*Exercise material*.
<<<<

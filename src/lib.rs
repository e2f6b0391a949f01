pub mod config;
pub mod corpus;
pub mod error;
pub mod pipeline;
pub mod pool;
pub mod progress;
pub mod reduce;
pub mod report;
pub mod scale;
pub mod segy;

pub use config::ScaleConfig;
pub use error::*;
pub use pipeline::{run, Phase, Pipeline};
pub use reduce::GlobalMax;
pub use report::{AggregateReport, FileOutcome, RunSummary};

use tracing_subscriber::EnvFilter;

/// Install the fmt subscriber, honouring `RUST_LOG` (default `info`).
/// Later calls are no-ops.
pub fn init_tracing(service: &str) {
    let filter = EnvFilter::try_from_default_env().unwrap_or_else(|_| EnvFilter::new("info"));
    let installed = tracing_subscriber::fmt()
        .with_env_filter(filter)
        .with_writer(std::io::stderr)
        .with_target(false)
        .try_init()
        .is_ok();
    if installed {
        tracing::debug!(service, "tracing initialized");
    }
}
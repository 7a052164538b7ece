#![forbid(unsafe_code)]
//! Block I/O layer for MFS.
//!
//! Provides the `BlockDevice` trait, an in-memory device and a file-backed
//! device, a buffer cache with dirty tracking and snapshot write-back, and
//! the physical `Transaction`: an owned bag of block images plus
//! allocated/freed block lists that commits atomically through the journal.

use mfs_error::{MfsError, Result};
use mfs_types::{BSIZE, BlockNumber, Timestamp};
use parking_lot::{Mutex, RwLock};
use std::collections::HashMap;
use std::fs::{File, OpenOptions};
use std::os::unix::fs::FileExt;
use std::path::Path;
use std::sync::Arc;
use tracing::{debug, trace};

// ── Block buffer ────────────────────────────────────────────────────────────

/// Owned block image with shared, copy-on-write storage.
///
/// Invariant: length == [`BSIZE`]. Cloning is cheap; mutation through
/// [`make_mut`](Self::make_mut) unshares. Two buffers compare pointer-equal
/// iff they share storage, which the cache uses to decide whether a block
/// was re-dirtied after a transaction snapshot was taken.
#[derive(Debug, Clone, PartialEq, Eq)]
pub struct BlockBuf {
    bytes: Arc<Vec<u8>>,
}

impl BlockBuf {
    /// Wrap an existing image. Panics unless `bytes.len() == BSIZE`.
    #[must_use]
    pub fn new(bytes: Vec<u8>) -> Self {
        assert_eq!(bytes.len(), BSIZE, "block image must be BSIZE bytes");
        Self {
            bytes: Arc::new(bytes),
        }
    }

    #[must_use]
    pub fn zeroed() -> Self {
        Self {
            bytes: Arc::new(vec![0_u8; BSIZE]),
        }
    }

    #[must_use]
    pub fn as_slice(&self) -> &[u8] {
        &self.bytes
    }

    pub fn make_mut(&mut self) -> &mut [u8] {
        Arc::make_mut(&mut self.bytes).as_mut_slice()
    }

    /// Whether both buffers share the same storage.
    #[must_use]
    pub fn same_image(&self, other: &Self) -> bool {
        Arc::ptr_eq(&self.bytes, &other.bytes)
    }
}

// ── Devices ─────────────────────────────────────────────────────────────────

/// Block-addressed I/O interface.
pub trait BlockDevice: Send + Sync {
    /// Read a block by number.
    fn read_block(&self, block: BlockNumber) -> Result<BlockBuf>;

    /// Write a block by number. `data.len()` MUST equal [`BSIZE`].
    fn write_block(&self, block: BlockNumber, data: &[u8]) -> Result<()>;

    /// Total number of blocks.
    fn block_count(&self) -> u32;

    /// Write barrier: all prior writes reach stable storage before return.
    fn sync(&self) -> Result<()>;
}

fn check_range(block: BlockNumber, count: u32) -> Result<()> {
    if block.0 >= count {
        return Err(MfsError::Format(format!(
            "block out of range: {block} >= {count}"
        )));
    }
    Ok(())
}
impl Inode {
    fn new(inum: InodeNumber, meta: InodeMeta) -> Self {
        Self {
            inum,
            seq: AtomicU64::new(0),
            size_mirror: AtomicU64::new(u64::from(meta.size)),
            meta: RwLock::new(meta),
        }
    }

    /// Snapshot the metadata under the shared lock.
    #[must_use]
    pub fn read(&self) -> RwLockReadGuard<'_, InodeMeta> {
        self.meta.read()
    }

    /// Current on-disk type.
    #[must_use]
    pub fn kind(&self) -> Option<NodeKind> {
        self.meta.read().kind
    }

    /// Current link count.
    #[must_use]
    pub fn nlink(&self) -> u16 {
        self.meta.read().nlink
    }

    /// Lock-free size read.
    #[must_use]
    pub fn size(&self) -> u32 {
        #[allow(clippy::cast_possible_truncation)] // mirror of a u32 field
        {
            self.size_mirror.load(Ordering::Acquire) as u32
        }
    }

    /// Sequence counter; odd while a write is in progress.
    #[must_use]
    pub fn seq(&self) -> u64 {
        self.seq.load(Ordering::Acquire)
    }

    /// Begin an exclusive metadata update, bumping the sequence counter.
    fn write_begin(&self) -> InodeWriteGuard<'_> {
        let meta = self.meta.write();
        self.seq.fetch_add(1, Ordering::AcqRel);
        InodeWriteGuard {
            inode: self,
            meta: Some(meta),
        }
    }
}

/// Exclusive inode guard. Dropping it publishes the size mirror and closes
/// the sequence window.
struct InodeWriteGuard<'a> {
    inode: &'a Inode,
    meta: Option<RwLockWriteGuard<'a, InodeMeta>>,
}

impl Deref for InodeWriteGuard<'_> {
    type Target = InodeMeta;

    fn deref(&self) -> &InodeMeta {
        self.meta.as_ref().expect("guard alive")
    }
}

impl DerefMut for InodeWriteGuard<'_> {
    fn deref_mut(&mut self) -> &mut InodeMeta {
        self.meta.as_mut().expect("guard alive")
    }
}
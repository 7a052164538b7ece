#![forbid(unsafe_code)]
//! Image builder and test harness for MFS.
//!
//! `format` lays down a fresh filesystem the way mkfs would: superblock,
//! inode table, free bitmap, a root directory, and the preallocated
//! zero-filled journal file linked at `/sv6journal`. The mount helpers pair
//! a formatted device with a live [`MfsInterface`]; simulating a power loss
//! is dropping the filesystem (volatile caches and all) and re-mounting the
//! same device.

use mfs_alloc::BitmapSlot;
use mfs_block::{BlockDevice, MemDisk};
use mfs_core::{MfsConfig, MfsInterface, Mnode};
use mfs_error::{MfsError, Result};
use mfs_inode::InodeMeta;
use mfs_types::{
    BSIZE, BlockNumber, DINODE_SIZE, DIRENT_SIZE, DIRSIZ, InodeNumber, JOURNAL_FILE_NAME, NDIRECT,
    Name, NodeKind, PHYS_JOURNAL_SIZE, ROOT_INUM, Superblock, inode_block, inode_offset,
    put_le_u32,
};
use std::sync::{Arc, OnceLock};

/// Inode number mkfs assigns to the journal file.
pub const JOURNAL_INUM: InodeNumber = InodeNumber(2);

/// Blocks occupied by the journal file's contents.
pub const JOURNAL_BLOCKS: u32 = (PHYS_JOURNAL_SIZE / BSIZE) as u32;

/// Install a `tracing` subscriber for test binaries. Safe to call from
/// every test; only the first call wins.
pub fn init_tracing() {
    static INIT: OnceLock<()> = OnceLock::new();
    INIT.get_or_init(|| {
        let _ = tracing_subscriber::fmt()
            .with_env_filter(
                tracing_subscriber::EnvFilter::try_from_default_env()
                    .unwrap_or_else(|_| tracing_subscriber::EnvFilter::new("warn")),
            )
            .with_test_writer()
            .try_init();
    });
}

fn dirent(inum: InodeNumber, name: &str) -> [u8; DIRENT_SIZE] {
    let mut out = [0_u8; DIRENT_SIZE];
    put_le_u32(&mut out, 0, inum.0);
    let name = Name::new(name).expect("mkfs name");
    out[4..4 + DIRSIZ].copy_from_slice(&name.to_padded());
    out
}

/// Format `dev` as a fresh filesystem with `ninodes` inode slots.
///
/// Layout: root directory data in the first data block, the journal's
/// indirect block next, then the journal's data blocks. Everything up to
/// and including the journal is marked in use in the bitmap.
pub fn format(dev: &dyn BlockDevice, ninodes: u32) -> Result<()> {
    let size = dev.block_count();
    let sb = Superblock {
        size,
        nblocks: size
            .checked_sub(mfs_types::data_start(size, ninodes).0)
            .ok_or_else(|| MfsError::Format("device too small for metadata".to_owned()))?,
        ninodes,
    };
    let ds = sb.data_start().0;
    let root_dir_block = ds;
    let journal_indirect = ds + 1;
    let journal_data = ds + 2;
    let used_end = journal_data + JOURNAL_BLOCKS;
    if used_end + 1 > size {
        return Err(MfsError::Format(format!(
            "device too small: {size} blocks, mkfs needs {}",
            used_end + 1
        )));
    }

    // Superblock.
    let mut block = vec![0_u8; BSIZE];
    sb.encode_into(&mut block);
    dev.write_block(BlockNumber(0), &block)?;

    // Inode table: root directory and the journal file. Both live in the
    // first table block; any remaining table blocks are zero (free slots).
    let mut root = InodeMeta::empty();
    root.kind = Some(NodeKind::Dir);
    root.nlink = 1; // its own `..`
    root.size = (2 * DIRENT_SIZE) as u32;
    root.addrs[0] = root_dir_block;

    let mut journal = InodeMeta::empty();
    journal.kind = Some(NodeKind::File);
    journal.nlink = 1;
    journal.size = u32::try_from(PHYS_JOURNAL_SIZE).expect("journal size fits u32");
    for (i, addr) in journal.addrs[..NDIRECT].iter_mut().enumerate() {
        *addr = journal_data + i as u32;
    }
    journal.addrs[NDIRECT] = journal_indirect;

    let mut table = vec![0_u8; BSIZE];
    let off = inode_offset(ROOT_INUM);
    root.encode_into(&mut table[off..off + DINODE_SIZE]);
    let off = inode_offset(JOURNAL_INUM);
    journal.encode_into(&mut table[off..off + DINODE_SIZE]);
    assert_eq!(inode_block(ROOT_INUM), inode_block(JOURNAL_INUM));
    dev.write_block(inode_block(ROOT_INUM), &table)?;
    let mut b = inode_block(ROOT_INUM).0 + 1;
    while b < ds - mfs_types::bitmap_blocks(size) {
        dev.write_block(BlockNumber(b), &vec![0_u8; BSIZE])?;
        b += 1;
    }

    // Free bitmap: metadata, the root directory block, and the journal are
    // in use; everything after is free.
    let mut bno = 0_u32;
    while bno < size {
        let mut bitmap = vec![0_u8; BSIZE];
        let in_this = (size - bno).min(mfs_types::BPB);
        for bit in 0..in_this {
            if bno + bit < used_end {
                BitmapSlot::of(BlockNumber(bno + bit)).mark_in_use(&mut bitmap);
            }
        }
        dev.write_block(sb.bitmap_block(BlockNumber(bno)), &bitmap)?;
        bno += in_this;
    }

    // Root directory contents: `..` is itself; the journal file is linked
    // here but never materialised into the namespace.
    let mut dir = vec![0_u8; BSIZE];
    dir[..DIRENT_SIZE].copy_from_slice(&dirent(ROOT_INUM, ".."));
    dir[DIRENT_SIZE..2 * DIRENT_SIZE].copy_from_slice(&dirent(JOURNAL_INUM, JOURNAL_FILE_NAME));
    dev.write_block(BlockNumber(root_dir_block), &dir)?;

    // Journal indirect block: pointers for the blocks past the direct set.
    let mut indirect = vec![0_u8; BSIZE];
    for i in NDIRECT..JOURNAL_BLOCKS as usize {
        put_le_u32(&mut indirect, 4 * (i - NDIRECT), journal_data + i as u32);
    }
    dev.write_block(BlockNumber(journal_indirect), &indirect)?;

    // Journal contents: zero-filled means empty.
    let zero = vec![0_u8; BSIZE];
    for i in 0..JOURNAL_BLOCKS {
        dev.write_block(BlockNumber(journal_data + i), &zero)?;
    }
    dev.sync()?;
    Ok(())
}

/// A formatted in-memory device of `size` blocks.
pub fn fresh_disk(size: u32, ninodes: u32) -> Arc<MemDisk> {
    let disk = Arc::new(MemDisk::new(size));
    format(disk.as_ref(), ninodes).expect("format");
    disk
}

/// Mount a device with default configuration.
pub fn mount(disk: &Arc<MemDisk>) -> Arc<MfsInterface> {
    MfsInterface::mount(Arc::clone(disk) as Arc<dyn BlockDevice>, &MfsConfig::default())
        .expect("mount")
}

/// A formatted and mounted filesystem: 2048 blocks, 16 inodes.
pub fn mount_fresh() -> (Arc<MemDisk>, Arc<MfsInterface>) {
    let disk = fresh_disk(2048, 16);
    let fs = mount(&disk);
    (disk, fs)
}

/// Read a whole file into a vector.
pub fn read_to_vec(fs: &MfsInterface, m: &Arc<Mnode>) -> Vec<u8> {
    // Adopt the on-disk size before trusting `m.size()`.
    fs.initialize_file(m).expect("initialize");
    let mut out = vec![0_u8; usize::try_from(m.size()).expect("size fits")];
    let n = fs.read_file(m, &mut out, 0).expect("read");
    out.truncate(n);
    out
}
#![forbid(unsafe_code)]
//! Error types for MFS.
//!
//! Defines `MfsError` and a `Result<T>` alias used throughout the workspace,
//! with errno mappings for the syscall boundary.
//!
//! Only recoverable conditions live here. Invariant violations — double
//! frees, missing identity mappings, malformed journal writes — are panics
//! with a diagnostic and are never caught.

use thiserror::Error;

/// Unified error type for all recoverable MFS failures.
#[derive(Debug, Error)]
pub enum MfsError {
    #[error("I/O error: {0}")]
    Io(#[from] std::io::Error),

    #[error("corrupt metadata at block {block}: {detail}")]
    Corruption { block: u32, detail: String },

    #[error("invalid on-disk format: {0}")]
    Format(String),

    #[error("no space left on device")]
    NoSpace,

    #[error("not found: {0}")]
    NotFound(String),

    #[error("not a directory")]
    NotDirectory,

    #[error("is a directory")]
    IsDirectory,

    #[error("directory not empty")]
    NotEmpty,

    #[error("name too long")]
    NameTooLong,

    #[error("file exists")]
    Exists,

    #[error("invalid argument: {0}")]
    InvalidArgument(&'static str),
}

impl MfsError {
    /// Convert this error into the negative errno reported to user space.
    #[must_use]
    pub fn to_errno(&self) -> libc::c_int {
        match self {
            Self::Io(err) => err.raw_os_error().unwrap_or(libc::EIO),
            Self::Corruption { .. } => libc::EIO,
            Self::Format(_) => libc::EINVAL,
            Self::NoSpace => libc::ENOSPC,
            Self::NotFound(_) => libc::ENOENT,
            Self::NotDirectory => libc::ENOTDIR,
            Self::IsDirectory => libc::EISDIR,
            Self::NotEmpty => libc::ENOTEMPTY,
            Self::NameTooLong => libc::ENAMETOOLONG,
            Self::Exists => libc::EEXIST,
            Self::InvalidArgument(_) => libc::EINVAL,
        }
    }
}

/// Result alias using `MfsError`.
pub type Result<T> = std::result::Result<T, MfsError>;

#[cfg(test)]
mod tests {
    use super::*;

    #[test]
    fn errno_mapping() {
        assert_eq!(MfsError::NoSpace.to_errno(), libc::ENOSPC);
        assert_eq!(MfsError::NotFound("x".into()).to_errno(), libc::ENOENT);
        assert_eq!(MfsError::NameTooLong.to_errno(), libc::ENAMETOOLONG);
        assert_eq!(MfsError::NotEmpty.to_errno(), libc::ENOTEMPTY);
        assert_eq!(
            MfsError::Corruption {
                block: 7,
                detail: "bad".into()
            }
            .to_errno(),
            libc::EIO
        );
    }
}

>>>>

*What needs to be done*. Only the lines from the one containing "pub fn init_tracing()" through the one containing "let mut out = [0_u8; DIRENT_SIZE];" are to be retyped, both boundary lines included, with no other material.

*Exercise result*.
pub fn init_tracing() {
    static INIT: OnceLock<()> = OnceLock::new();
    INIT.get_or_init(|| {
        let _ = tracing_subscriber::fmt()
            .with_env_filter(
                tracing_subscriber::EnvFilter::try_from_default_env()
                    .unwrap_or_else(|_| tracing_subscriber::EnvFilter::new("warn")),
            )
            .with_test_writer()
            .try_init();
    });
}

fn dirent(inum: InodeNumber, name: &str) -> [u8; DIRENT_SIZE] {
    let mut out = [0_u8; DIRENT_SIZE];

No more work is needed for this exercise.